Use of Long-acting Bupivacaine In Lower Extremity Amputation
Status:
Recruiting
Trial end date:
2022-04-01
Target enrollment:
Participant gender:
Summary
The purpose of this investigator-initiated study is to assess the use of liposomal
bupivacaine in major extremity amputation and its effects on post-operative opioid narcotic
use, length of stay, and in-hospital costs. Liposomal bupivacaine is an encapsulated,
injectable amide anesthetic intended for use in long-acting local anesthesia. It has been
shown in randomized trials to be effective in reducing post-operative pain while reducing
opioid narcotic use and length of hospital stay following several surgical procedures,
particularly after total knee arthroplasty.
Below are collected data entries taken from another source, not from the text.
//! Validated configuration after merging CLI and TOML sources.
//!
//! This module contains the final, validated configuration that is used
//! by the application. All validation is performed during construction.

use std::fmt;
use std::path::{Path, PathBuf};

use serde::{Deserialize, Serialize};

use crate::network::platform::locate_ifconfig;
use crate::resolve::Strategy;

use super::cli::Cli;
use super::defaults;
use super::error::{ConfigError, field};
use super::toml::TomlConfig;

/// How the resolution is printed.
#[derive(Debug, Clone, Copy, PartialEq, Eq, Default, Serialize, Deserialize)]
#[serde(rename_all = "snake_case")]
pub enum OutputFormat {
    /// The bare address on one line, or nothing.
    #[default]
    Plain,
    /// `{"ipaddress": ..., "source": ...}`
    Json,
}

impl fmt::Display for OutputFormat {
    fn fmt(&self, f: &mut fmt::Formatter<'_>) -> fmt::Result {
        match self {
            Self::Plain => write!(f, "plain"),
            Self::Json => write!(f, "json"),
        }
    }
}

/// Fully validated configuration ready for use by the application.
///
/// # Construction
///
/// Use [`ValidatedConfig::from_raw`] to create from CLI args and optional TOML config.
/// The function validates all inputs and returns errors for invalid configurations.
#[derive(Debug, Clone, PartialEq, Eq)]
pub struct ValidatedConfig {
    /// Resolution strategy, never [`Strategy::Auto`]
    pub strategy: Strategy,

    /// ifconfig program to run
    pub ifconfig_program: PathBuf,

    /// Arguments for the ifconfig program
    pub ifconfig_args: Vec<String>,

    /// Saved ifconfig output to parse instead of running the program
    pub input: Option<PathBuf>,

    /// Whether to fall back to a hostname lookup
    pub host_fallback: bool,

    /// Hostname for the fallback lookup.
    /// If `None`, the `hostname` program is asked.
    pub hostname: Option<String>,

    /// Output format
    pub format: OutputFormat,

    /// Verbose logging enabled
    pub verbose: bool,
}

impl fmt::Display for ValidatedConfig {
    fn fmt(&self, f: &mut fmt::Formatter<'_>) -> fmt::Result {
        let input_str = self
            .input
            .as_ref()
            .map_or_else(|| "none".to_string(), |p| p.display().to_string());

        write!(
            f,
            "Config {{ strategy: {}, ifconfig: {}",
            self.strategy,
            self.ifconfig_program.display()
        )?;
        for arg in &self.ifconfig_args {
            write!(f, " {arg}")?;
        }
        write!(
            f,
            ", input: {}, host_fallback: {}, format: {} }}",
            input_str, self.host_fallback, self.format,
        )
    }
}

impl ValidatedConfig {
    /// Creates a validated configuration from CLI arguments and optional TOML config.
    ///
    /// CLI arguments take precedence over TOML config values.
    ///
    /// # Errors
    ///
    /// Returns an error if:
    /// - The strategy or format value is unknown
    /// - The strategy is not supported on this platform
    /// - An input file is combined with the adapters strategy
    /// - The ifconfig program path is empty
    /// - The input file does not exist
    pub fn from_raw(cli: &Cli, toml: Option<&TomlConfig>) -> Result<Self, ConfigError> {
        let strategy = Self::resolve_strategy(cli, toml)?;
        let input = Self::resolve_input(cli, toml, strategy)?;
        let ifconfig_program = Self::resolve_ifconfig_program(cli, toml)?;

        // CLI args replace TOML args entirely
        let ifconfig_args = if cli.ifconfig_args.is_empty() {
            toml.map(|t| t.ifconfig.args.clone()).unwrap_or_default()
        } else {
            cli.ifconfig_args.clone()
        };

        let host_fallback = cli.host_fallback || toml.is_some_and(|t| t.resolve.host_fallback);

        let hostname = cli
            .hostname
            .clone()
            .or_else(|| toml.and_then(|t| t.resolve.hostname.clone()));

        let format = Self::resolve_format(cli, toml)?;

        Ok(Self {
            strategy,
            ifconfig_program,
            ifconfig_args,
            input,
            host_fallback,
            hostname,
            format,
            verbose: cli.verbose,
        })
    }

    /// Loads and merges configuration from CLI and optional config file.
    ///
    /// If `cli.config` is set, loads the TOML file from that path
    /// (a leading `~` is expanded to the home directory).
    ///
    /// # Errors
    ///
    /// Returns an error if:
    /// - The config file cannot be read or parsed
    /// - The merged configuration is invalid
    pub fn load(cli: &Cli) -> Result<Self, ConfigError> {
        let toml = if let Some(ref path) = cli.config {
            Some(TomlConfig::load(&expand_tilde(path))?)
        } else {
            None
        };

        Self::from_raw(cli, toml.as_ref())
    }

    fn resolve_strategy(cli: &Cli, toml: Option<&TomlConfig>) -> Result<Strategy, ConfigError> {
        // Priority: CLI explicit > TOML > default
        let strategy = if let Some(arg) = cli.strategy {
            arg.into()
        } else if let Some(value) = toml.and_then(|t| t.resolve.strategy.as_deref()) {
            parse_strategy(value)?
        } else {
            defaults::STRATEGY
        };

        if !strategy.is_supported() {
            return Err(ConfigError::UnsupportedStrategy {
                strategy: strategy.as_str(),
            });
        }

        Ok(strategy.resolve_auto())
    }

    fn resolve_input(
        cli: &Cli,
        toml: Option<&TomlConfig>,
        strategy: Strategy,
    ) -> Result<Option<PathBuf>, ConfigError> {
        let input = cli.input.as_deref().map(expand_tilde).or_else(|| {
            toml.and_then(|t| t.ifconfig.input.as_deref())
                .map(|p| expand_tilde(Path::new(p)))
        });

        let Some(path) = input else {
            return Ok(None);
        };

        if strategy == Strategy::Adapters {
            return Err(ConfigError::ConflictingOptions {
                first: field::IFCONFIG_INPUT,
                second: "the adapters strategy",
            });
        }

        if !path.is_file() {
            return Err(ConfigError::MissingInput { path });
        }

        Ok(Some(path))
    }

    fn resolve_ifconfig_program(
        cli: &Cli,
        toml: Option<&TomlConfig>,
    ) -> Result<PathBuf, ConfigError> {
        let configured = cli.ifconfig.as_deref().or_else(|| {
            toml.and_then(|t| t.ifconfig.program.as_deref())
                .map(Path::new)
        });

        match configured {
            Some(path) if path.as_os_str().is_empty() => Err(ConfigError::EmptyProgram {
                field: field::IFCONFIG_PROGRAM,
            }),
            Some(path) => Ok(expand_tilde(path)),
            None => Ok(locate_ifconfig()),
        }
    }

    fn resolve_format(cli: &Cli, toml: Option<&TomlConfig>) -> Result<OutputFormat, ConfigError> {
        if let Some(arg) = cli.format {
            return Ok(arg.into());
        }

        toml.and_then(|t| t.output.format.as_deref())
            .map_or(Ok(defaults::FORMAT), parse_format)
    }
}

/// Writes the default configuration template to a file.
///
/// # Errors
///
/// Returns an error if the file cannot be written.
pub fn write_default_config(path: &Path) -> Result<(), ConfigError> {
    let template = super::toml::default_config_template();
    std::fs::write(path, template).map_err(|e| ConfigError::FileWrite {
        path: path.to_path_buf(),
        source: e,
    })
}

// Helper functions

fn parse_strategy(s: &str) -> Result<Strategy, ConfigError> {
    match s.to_lowercase().as_str() {
        "auto" => Ok(Strategy::Auto),
        "ifconfig" => Ok(Strategy::Ifconfig),
        "adapters" => Ok(Strategy::Adapters),
        _ => Err(ConfigError::InvalidStrategy {
            value: s.to_string(),
        }),
    }
}

fn parse_format(s: &str) -> Result<OutputFormat, ConfigError> {
    match s.to_lowercase().as_str() {
        "plain" => Ok(OutputFormat::Plain),
        "json" => Ok(OutputFormat::Json),
        _ => Err(ConfigError::InvalidFormat {
            value: s.to_string(),
        }),
    }
}

/// Replaces a leading `~` with the home directory.
///
/// Paths without a leading `~`, and all paths when the home directory is
/// unknown, are returned unchanged.
fn expand_tilde(path: &Path) -> PathBuf {
    let Ok(rest) = path.strip_prefix("~") else {
        return path.to_path_buf();
    };

    dirs::home_dir().map_or_else(|| path.to_path_buf(), |home| home.join(rest))
}
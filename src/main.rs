//! host-ipv4: primary IPv4 address discovery
//!
//! Entry point for the host-ipv4 application.

use host_ipv4::config::{Cli, Command, ValidatedConfig, write_default_config};
use std::process::ExitCode;

mod app;
mod run;

use app::{exit_code, print_config_hint, setup_tracing};

/// Main entry point.
///
/// Excluded from coverage as it's the thin wrapper around testable components.
#[cfg(not(tarpaulin_include))]
fn main() -> ExitCode {
    let cli = Cli::parse_args();

    // Handle init subcommand
    if let Some(Command::Init { output }) = &cli.command {
        return handle_init(output);
    }

    // Load and validate configuration
    let config = match ValidatedConfig::load(&cli) {
        Ok(config) => config,
        Err(e) => {
            eprintln!("Configuration error: {e}");
            print_config_hint(&e);
            return exit_code::CONFIG_ERROR;
        }
    };

    // Setup logging and run
    setup_tracing(config.verbose);
    tracing::debug!("{config}");

    match run::execute(&config) {
        Ok(()) => exit_code::SUCCESS,
        Err(e) => {
            tracing::error!("{e}");
            exit_code::runtime_error()
        }
    }
}

/// Handles the `init` subcommand.
fn handle_init(output: &std::path::Path) -> ExitCode {
    match write_default_config(output) {
        Ok(()) => {
            println!("Configuration template written to: {}", output.display());
            exit_code::SUCCESS
        }
        Err(e) => {
            eprintln!("Error: {e}");
            exit_code::CONFIG_ERROR
        }
    }
}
Extremity amputation is a painful operation often
performed in seriously ill or debilitated patients, often related to infection, trauma or
malignancy. Application of liposomal bupivacaine in extremity amputation is not well
described. The investigators intend to enroll adults greater than age 18 years of age who are
to undergo major extremity amputation. Patients will receive targeted injections of liposomal
bupivacaine during their procedure. Patient pain scores, total opioid use, and length of
hospital stay will be tracked. Patients receiving liposomal bupivicaine will be compared to
similarly matched subjects who received standard anesthesia regimens without liposomal
bupivicaine. The investigators hypothesize that liposomal bupivicaine used during major
amputation decreases opioid use, hospital stay, and in-hospital costs.